Un dato, se confermato, sarebbe fortemente rivelatore della fase libica: il tentativo “golpista” di al – Gwell sarebbe partito in coincidenza dell’assenza da Tripoli di Fayez Serraj, in viaggio per l’Egitto nel tentativo di convincere il Cairo a sostenere il proprio governo e rompere col generale Haftar. Un tentativo di “conquista del Cairo” che appare davvero disperato. Inutile.

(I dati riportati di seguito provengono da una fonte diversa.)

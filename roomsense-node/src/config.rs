//! Node configuration
//!
//! One JSON file per deployment carries everything operators tune: polling
//! cadence, the board's electrical constants, response curves and fusion
//! tolerances. Every field has a default, so a partial file (or none at all)
//! yields a runnable node.

use std::path::{Path, PathBuf};
use std::time::Duration;

use serde::{Deserialize, Serialize};

use roomsense_core::{
    AnomalyThresholds, CalibrationConfig, Calibrator, CycleAggregator, FuseTolerances,
    RedundancyFuser, ResponseCurve,
};

use crate::error::NodeError;

/// Deployment configuration for one node
#[derive(Debug, Clone, PartialEq, Serialize, Deserialize)]
#[serde(default, deny_unknown_fields)]
pub struct NodeConfig {
    /// Polling cycle interval (milliseconds)
    pub poll_interval_ms: u64,
    /// Per-channel read timeout (milliseconds); clamped to the interval
    pub read_timeout_ms: u64,
    /// ADC voltage reference (volts)
    pub vref: f32,
    /// Voltage-divider ratio between sensor output and ADC input
    pub divider_ratio: f32,
    /// Response curve for the air-quality channel
    pub air_quality_curve: ResponseCurve,
    /// Response curve for the light channel
    pub light_curve: ResponseCurve,
    /// Outlier tolerances for the redundant climate sensors
    pub tolerances: FuseTolerances,
    /// Thresholds for disagreement and sudden-change anomaly detection
    pub anomaly: AnomalyThresholds,
    /// Records retained by the in-memory store
    pub memory_window: usize,
    /// When set, records are appended to this JSON-lines file instead of
    /// the in-memory window
    pub jsonl_path: Option<PathBuf>,
}

impl Default for NodeConfig {
    fn default() -> Self {
        let calibration = CalibrationConfig::default();
        Self {
            poll_interval_ms: calibration.poll_interval_ms,
            read_timeout_ms: 1500,
            vref: calibration.vref,
            divider_ratio: calibration.divider_ratio,
            air_quality_curve: calibration.air_quality_curve,
            light_curve: calibration.light_curve,
            tolerances: FuseTolerances::default(),
            anomaly: AnomalyThresholds::default(),
            memory_window: 100,
            jsonl_path: None,
        }
    }
}

impl NodeConfig {
    /// Load configuration from a JSON file.
    ///
    /// Missing fields fall back to their defaults; unknown fields are an
    /// error so typos in deployment files surface at startup.
    pub fn load(path: impl AsRef<Path>) -> Result<Self, NodeError> {
        let text = std::fs::read_to_string(path)?;
        Ok(serde_json::from_str(&text)?)
    }

    /// The calibration stage this configuration describes
    pub fn calibration(&self) -> CalibrationConfig {
        CalibrationConfig {
            vref: self.vref,
            divider_ratio: self.divider_ratio,
            poll_interval_ms: self.poll_interval_ms,
            air_quality_curve: self.air_quality_curve.clone(),
            light_curve: self.light_curve.clone(),
        }
    }

    /// A ready-to-run aggregator built from this configuration
    pub fn aggregator(&self) -> CycleAggregator {
        CycleAggregator::new(
            Calibrator::new(self.calibration()),
            RedundancyFuser::new(self.tolerances),
        )
    }

    /// Cycle interval as a [`Duration`]
    pub fn poll_interval(&self) -> Duration {
        Duration::from_millis(self.poll_interval_ms)
    }

    /// Per-read timeout as a [`Duration`]
    pub fn read_timeout(&self) -> Duration {
        Duration::from_millis(self.read_timeout_ms)
    }
}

L’intero quadro libico attuale, anche a partire dal tentativo “golpista” di al – Gwell a Tripoli, sembra chiaramente e fortemente evocare due grandi questioni: primo, l’orrore provocato dalle guerre imperialiste, l’inferno prodotto in Libia dalle bombe della NATO, la distruzione dell’unità di un popolo e del suo Paese, una colpa terribile ed eterna che il mondo occidentale tende a rimuovere ma già degna di una nuova Norimberga; secondo, l’alta possibilità del fallimento, comunque, del progetto strategico di quelle guerre, volto – nell’essenza – a riportare la Libia e il suo petrolio sotto il dominio diretto e speculativo delle forze imperialiste, progetto che davvero può polverizzarsi nell’ascesa del generale della Cirenaica Khalifa Afthar, nuovo uomo forte libico, che può verosimilmente puntare – anche attraverso la sponda russa – ad unire la Libia, sottraendola al comando totale di Washington. Anche attraverso la linea che sembra indicare, per ora, Putin: un compromesso “dinamico” tra lo stesso Afthar e Fayez Serraj, che certo evocherebbe una bel altra Libia, rispetto a quella genuflessa agli USA e all’UE che doveva sorgere attraverso le bombe della NATO.